The wealthy neighborhoods south and east of Palm Springs gave way to the farming communities of Indio and Coachella with street names like Grapefruit Drive and Citrus Avenue. Due east from Indio, I-10 begins a climb over the Little San Bernardino Mountains and Orocopia Mountains heading for Chiriaco Summit and Desert Center—in between the 100 miles between Indio and Blythe. We began the ascent around 4:30 PM and the sun was beginning to set. Interstate 10 had narrowed to two lanes and the traffic along the span had thinned from that we had pass through heading into Indio, but we still encountered clusters of cars all laden with people and belongings. A great many were like us heading home from California to Phoenix, Tucson, some as far as New Mexico, and a few like us heading for Texas.

We exited I-10 at the South Lovekin Blvd. Exit just before 6:00 PM and made our way north under the freeway to E. Hobsonway—the main drag of Blythe. The intersection is the heart of the small town. At Lovekin, everything east of the intersection is East Hobsonway and vice versa. And everything north of Hobsonway on Lovekin is North Lovekin and vice versa. At the intersection, we stop at a red light. At the northwest corner are the remains of the Sahara Motel, where we had stayed on a few of our earlier trips with the girls. Across Hobsonway on the southwest corner is a restaurant that was once a Sambo's or Denny's or some such when we first started coming through. It's still in business but I neglected to look at its name. Blythe has changed over the years but remains a farming town. If you look at the town from the air, it' appears as a watermelon shaped oval of lush green from 10th Avenue north of Hobsonway for nearly 20 miles south bordered by the Colorado River on the east and the Riverside Mountains on the west. The town also caters to traffic on the Interstate, and fast food restaurants and gas stations clustered around each side of the Lovekin off ramp on both sides of I-10 testifies to the fact.

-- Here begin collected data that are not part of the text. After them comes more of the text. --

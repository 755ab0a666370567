//! Vendor-prefix fixups
//!
//! A bounded pass over declarations that still need vendor prefixes in
//! shipping browsers. Which prefixes are emitted follows the configured
//! browser target list; an unrecognized target keeps every prefix family.

use crate::core::asset::Asset;
use crate::stages::{PostProcessor, StageError};

/// Properties that still want prefixed copies, with the prefix families
/// that apply to each.
const PREFIXABLE: &[(&str, &[&str])] = &[
    ("appearance", &["-webkit-", "-moz-"]),
    ("backface-visibility", &["-webkit-"]),
    ("user-select", &["-webkit-", "-ms-"]),
    ("text-size-adjust", &["-webkit-", "-ms-"]),
    ("tab-size", &["-moz-"]),
    ("hyphens", &["-webkit-", "-ms-"]),
    ("mask-image", &["-webkit-"]),
    ("box-decoration-break", &["-webkit-"]),
];

pub struct Prefixer {
    /// Prefix families active for the configured browser targets
    families: Vec<&'static str>,
}

impl Prefixer {
    pub fn new(browsers: &[String]) -> Self {
        Self {
            families: active_families(browsers),
        }
    }
}

/// Map browser targets onto prefix families. Range-style targets
/// ("last 2 versions", "> 1%") keep everything, specific vendors narrow
/// the set.
fn active_families(browsers: &[String]) -> Vec<&'static str> {
    let mut webkit = false;
    let mut moz = false;
    let mut ms = false;

    for target in browsers {
        let target = target.to_lowercase();
        if target.contains("chrome") || target.contains("safari") || target.contains("ios") {
            webkit = true;
        } else if target.contains("firefox") {
            moz = true;
        } else if target.contains("edge") || target.contains("ie") {
            ms = true;
        } else {
            // "last N versions", percentages and anything else: keep all
            webkit = true;
            moz = true;
            ms = true;
        }
    }

    let mut families = Vec::new();
    if webkit {
        families.push("-webkit-");
    }
    if moz {
        families.push("-moz-");
    }
    if ms {
        families.push("-ms-");
    }
    families
}

impl PostProcessor for Prefixer {
    fn name(&self) -> &'static str {
        "prefixer"
    }

    fn process(&self, asset: Asset) -> Result<Asset, StageError> {
        let mut out = String::with_capacity(asset.content.len());

        for line in asset.content.lines() {
            let trimmed = line.trim_start();
            let indent = &line[..line.len() - trimmed.len()];

            if let Some((property, families)) = declaration_of(trimmed) {
                for family in families {
                    if self.families.contains(family) {
                        let prefixed = trimmed.replacen(property, &format!("{family}{property}"), 1);
                        out.push_str(indent);
                        out.push_str(&prefixed);
                        out.push('\n');
                    }
                }
            }

            out.push_str(line);
            out.push('\n');
        }

        Ok(Asset {
            content: out,
            ..asset
        })
    }
}

/// Match a declaration line against the prefixable table. Lines that are
/// already prefixed are left alone.
fn declaration_of(trimmed: &str) -> Option<(&'static str, &'static [&'static str])> {
    if trimmed.starts_with('-') {
        return None;
    }
    for (property, families) in PREFIXABLE {
        if let Some(rest) = trimmed.strip_prefix(property) {
            if rest.trim_start().starts_with(':') {
                return Some((property, families));
            }
        }
    }
    None
}

#[cfg(test)]
mod tests {
    use super::*;
    use std::path::PathBuf;

    fn asset(content: &str) -> Asset {
        Asset {
            rel: PathBuf::from("main.css"),
            source_dir: PathBuf::from("."),
            content: content.to_string(),
        }
    }

    #[test]
    fn test_prefixes_known_property() {
        let prefixer = Prefixer::new(&["last 2 versions".to_string()]);
        let result = prefixer
            .process(asset("a {\n  user-select: none;\n}\n"))
            .unwrap();

        assert!(result.content.contains("-webkit-user-select: none;"));
        assert!(result.content.contains("-ms-user-select: none;"));
        // the unprefixed declaration stays last
        let webkit = result.content.find("-webkit-user-select").unwrap();
        let plain = result.content.find("\n  user-select").unwrap();
        assert!(webkit < plain);
    }

    #[test]
    fn test_vendor_targets_narrow_families() {
        let prefixer = Prefixer::new(&["firefox 120".to_string()]);
        let result = prefixer.process(asset("a {\n  tab-size: 4;\n}\n")).unwrap();

        assert!(result.content.contains("-moz-tab-size: 4;"));
        assert!(!result.content.contains("-webkit-"));
    }

    #[test]
    fn test_already_prefixed_lines_untouched() {
        let prefixer = Prefixer::new(&["last 2 versions".to_string()]);
        let input = "a {\n  -webkit-user-select: none;\n}\n";
        let result = prefixer.process(asset(input)).unwrap();

        assert_eq!(result.content.matches("-webkit-user-select").count(), 1);
    }

    #[test]
    fn test_unknown_properties_untouched() {
        let prefixer = Prefixer::new(&["last 2 versions".to_string()]);
        let input = "a {\n  color: red;\n}\n";
        let result = prefixer.process(asset(input)).unwrap();

        assert_eq!(result.content, input);
    }
}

After checking into the Hampton Inn just west of Lovekin on Hobsonway, we grabbed fast food at the Carl's Jr on Lovekin and returned to our room to eat—not worth an appetizing meal but we hadn't eaten since midmorning and it quieted the hunger a day's worth of driving and listening to the audio book, Rumpole and the Penge Bungalow Murders by John Mortimer, had created. We turned in early and prepared for the continuation of our journey on Saturday.